According to the National Fire Protection Association, these are the most common causes of fires in the home:

  • Cooking accidents. According to the NFPA, cooking accidents account for nearly 50% of all house fires. Frequently, cooking fires are caused by grease that becomes overheated or when cooking food is left unsupervised. Make sure to thoroughly clean your cookware to prevent the buildup of grease and other debris and never leave the kitchen unattended while cooking with oil.“If you see a grease fire in your kitchen, do not use water or attempt to transfer the fiery pot or pan anywhere else,” Micetich says. “As soon as you see smoke, turn off the flame and cover the pan with a heavy metal lid. If the pan starts to produce flames, pour a generous amount of baking soda over it.”
  • Portable heaters and space heaters. Portable space heaters are particularly dangerous. The U.S. Consumer Product Safety Commission estimates that space heaters cause 1,700 fires per year, resulting in about 80 deaths and 160 injuries.Before you use your space heater for the first time, Micetich advises users to read the instructions and follow them closely. Don’t use a space heater that may be too large for the room or area you want to put it in and make sure there are no combustible materials near the unit. “When possible, try to buy an electric space heater from a reputable brand with added safety features like auto-off and tip safety to prevent house fires,” Micetich adds.
  • Electrical faults. Most electrical fires are caused by short circuits or loose connections. Micetich says to bring in a pro once a year to inspect your electrical system and to not overburden your system by running multiple appliances at once.
  • Appliance malfunctions. The most common cause of house fires from an appliance is a dryer malfunction. Regularly empty the lint trap in your dryer and have an appliance repair expert routinely inspect your units, Micetich says.
  • Chimney issues. Chimney fires can quickly spread to other areas of the home. Micetich advises homeowners to never start a fire using gasoline or kerosene, and only fuel your fires with dry wood or dedicated chimney fire starters. “Bring in a chimney pro once a year to inspect and sweep your chimney to get rid of creosote buildup that causes fires,” Micetich adds. According to the Chimney Safety Institute of America, chimney sweeping and inspection cost between $150 and $450, which could potentially save you tens of thousands of dollars in repairs.
  • Smoking and candles. Keep open flames away from flammable materials and never leave them unattended.

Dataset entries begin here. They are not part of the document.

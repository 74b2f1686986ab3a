//! linalg::transforms — centering, whitening, and symmetric inverse square roots.
//!
//! Purpose
//! -------
//! Provide the stateless numeric transforms shared by the SIR estimator and the
//! coordinate test. Every function takes an immutable view and returns freshly
//! allocated outputs; nothing here holds state between calls.
//!
//! Key behaviors
//! -------------
//! - [`center`] removes column means and returns them.
//! - [`sym_inv_sqrt`] computes `T = S^{-1/2}` for a symmetric positive-definite
//!   `S` through `S = V Λ Vᵀ`, `T = V Λ^{-1/2} Vᵀ`.
//! - [`whiten`] finds a transform `T` with `Z = X·T` and `ZᵀZ/n = I`, either
//!   symmetric (default) or from the triangular QR factor.
//! - [`orthonormalize`] and [`orthogonal_complement`] build orthonormal bases
//!   used to express hypotheses in whitened coordinates.
//!
//! Invariants & assumptions
//! ------------------------
//! - Inputs are finite; [`whiten`] and [`sym_inv_sqrt`] check this and fail
//!   with [`LinalgError::NonFinite`] otherwise.
//! - Covariances use the `1/n` normalization: `RᵀR/n = XᵀX/n` for centered X.
//! - An eigenvalue `λ ≤ RANK_TOL · max|λ|` is treated as zero, which makes
//!   [`sym_inv_sqrt`] fail with [`LinalgError::RankDeficient`].
//!
//! Conventions
//! -----------
//! - Matrices are row-major `ndarray` arrays with observations in rows and
//!   variables in columns.
//! - The whitening transform is stored in the orientation `Z = X · T`, so a
//!   direction `b` found in whitened space corresponds to `T·b` in the
//!   original predictor space.
//!
//! Testing notes
//! -------------
//! - Unit tests check `ZᵀZ/n ≈ I` under both policies, symmetry of the
//!   symmetric transform, the round trip through [`Whitened::inverse_transform`],
//!   and the failure path on collinear predictors.
use crate::linalg::{
    bridge::{descending_eigen, ensure_finite, to_array2, to_dmatrix},
    errors::{LinalgError, LinalgResult},
};
use ndarray::{Array1, Array2, ArrayView2, Axis};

The NFPA estimates that one home fire-related death occurs every 3 hours and 8 minutes, and the Insurance Information Institute reports the average home insurance house fire claim between 2016 and 2020 was more than $77,000.

Fortunately, there are steps you can take to keep your homes safe.

  • Install smoke detectors. Smoke detectors are your first step toward early home fire detection. Install a smoke detector on every level of your home, inside bedrooms and outside sleeping areas. Test alarms every month and replace batteries once per year.
  • Install fire extinguishers. Install a fire extinguisher that’s easily visible and accessible on every level of your home. Regularly examine the extinguishers for signs of corrosion, leakage or clogged nozzles.
  • Have a fire escape plan. Sit down with your family members and create a fire escape plan. Have at least two unobstructed exits in every room, like a window or door. Make sure to practice your escape plan at least once per year.

Winter is the peak time for fire-related deaths and injuries, and the holidays come with their own set of fire risks. Christmas trees, decorations, cooking and candles are the leading causes of house fires during the holiday season.

“With more cooking and home heating compared to the rest of the year, it leads to increased risk,” Micetich says. “Christmas trees, whether real or artificial, can catch fire when they get too hot. Opt for LED bulbs to decrease the risk of your tree catching on fire. If you have a real tree, water it regularly to keep the needles from drying out.”

The safety of you and your family is your top priority during a house fire. Put your escape plan into action. If you can’t get out right away, cover vents and protect your lungs as much as possible to reduce smoke inhalation.

“Extinguish the fire, if possible, by using a fire extinguisher or smothering a grease fire with a metal lid,” Micetich says. “If you can’t extinguish the fire, shout ‘Fire!’, immediately vacate your home and call 911 once you’re safely out.”